An investigation into acid-base balance at the gills of rainbow trout (Oncorhynchus mykiss) using in situ hybridization and immunocytochemistry for proton-ATPase and band 3.

Abstract

This thesis examines changes that occur in the epithelial cells of rainbow trout (Oncorhynchus mykiss) gills with respect to the expression of Na$\sp+$ and Cl$\sp-$ ion-transporting proteins during periods of acid-base disturbance. In the first part of the study, the expression of the V-type proton ATP-ase (H$\sp+$-ATPase) was examined in the gill of trout to provide direct evidence for its existence, determine its cellular distribution, and assess its response to acid-base disturbance. Gill epithelial cells demonstrated specific immunoreactivity, the intensity of which was increased markedly after 18 h of exposure to hypercapnia (1% CO$\sb2$ in air). The specificity of the antiserum for the 31-kDa subunit of the H$\sp+$-ATPase was supported by Western blotting with the presence of an immunoreactive band at 31-kDa.

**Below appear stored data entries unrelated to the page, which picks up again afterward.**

//! Identity index rebuilt from an existing JSONL output file.

use std::collections::HashSet;
use std::fs::File;
use std::io::{BufRead, BufReader, ErrorKind};
use std::path::Path;

use tracing::{info, warn};

use crate::error::HarvestError;
use crate::record::IdentityKey;

/// Counters from [`DedupIndex::load`].
#[derive(Debug, Clone, Copy, Default, PartialEq, Eq)]
pub struct LoadStats {
    /// Non-blank lines that were not a UTF-8 JSON object.
    pub malformed: usize,
    /// Objects with no derivable identity.
    pub unkeyed: usize,
}

/// Set of identity keys already persisted. Grows during a run and is never
/// written back; the output file is the durable copy.
#[derive(Debug, Clone, Default, PartialEq, Eq)]
pub struct DedupIndex {
    keys: HashSet<IdentityKey>,
}

impl DedupIndex {
    pub fn new() -> Self {
        Self::default()
    }

    /// Reads every line of `path`. A missing file yields an empty index.
    pub fn load(path: &Path) -> Result<(Self, LoadStats), HarvestError> {
        let mut index = Self::new();
        let mut stats = LoadStats::default();

        let file = match File::open(path) {
            Ok(f) => f,
            Err(e) if e.kind() == ErrorKind::NotFound => return Ok((index, stats)),
            Err(e) => return Err(e.into()),
        };

        // Split on raw bytes so a line with invalid UTF-8 is skipped, not fatal.
        for (lineno, line) in BufReader::new(file).split(b'\n').enumerate() {
            let line = line?;
            if line.iter().all(u8::is_ascii_whitespace) {
                continue;
            }
            let value = match serde_json::from_slice::<serde_json::Value>(&line) {
                Ok(v) if v.is_object() => v,
                _ => {
                    warn!(path = %path.display(), line = lineno + 1, "skipping malformed line");
                    stats.malformed += 1;
                    continue;
                }
            };
            match IdentityKey::from_json(&value) {
                Some(key) => {
                    index.keys.insert(key);
                }
                None => stats.unkeyed += 1,
            }
        }

        info!(
            path = %path.display(),
            loaded = index.len(),
            malformed = stats.malformed,
            unkeyed = stats.unkeyed,
            "loaded existing posts"
        );
        Ok((index, stats))
    }

    pub fn contains(&self, key: &IdentityKey) -> bool {
        self.keys.contains(key)
    }

    /// Returns true when the key was not already present.
    pub fn insert(&mut self, key: IdentityKey) -> bool {
        self.keys.insert(key)
    }

    pub fn len(&self) -> usize {
        self.keys.len()
    }

    pub fn is_empty(&self) -> bool {
        self.keys.is_empty()
    }
}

The increased H$\sp+$-ATPase immunoreactivity in the epithelial cells of hypercapnic fish demonstrates an "up-regulation" of this protein in response to respiratory acidosis. Oligonucleotide probes, complementary to the mRNA of the 31- and 56-kDa subunits of the bovine renal H$\sp+$-ATPase were constructed. The H$\sp+$-ATPase mRNA expression was increased markedly in the gills of acidotic fish and was accompanied by a pronounced elevation in branchial H$\sp+$ excretion. The probe for the Band 3 mRNA also demonstrated a specific hybridization signal in gill epithelial cells which was greatly increased in the gills of alkalotic fish, which were excreting large amounts of HCO$\sb3\sp-$. The results of this thesis provide direct evidence for the presence of an electrogenic H$\sp+$ pump located on the apical surface of the pavement cell which is actively up-regulated during periods of acidosis through increased transcription and translation of the protein as well as increased membrane association. Further evidence is provided for the presence of Band 3 or a Band 3-like protein which is responsible for Cl$\sp-$/HCO$\sb3\sp-$ exchange across the gill. (Abstract shortened by UMI.)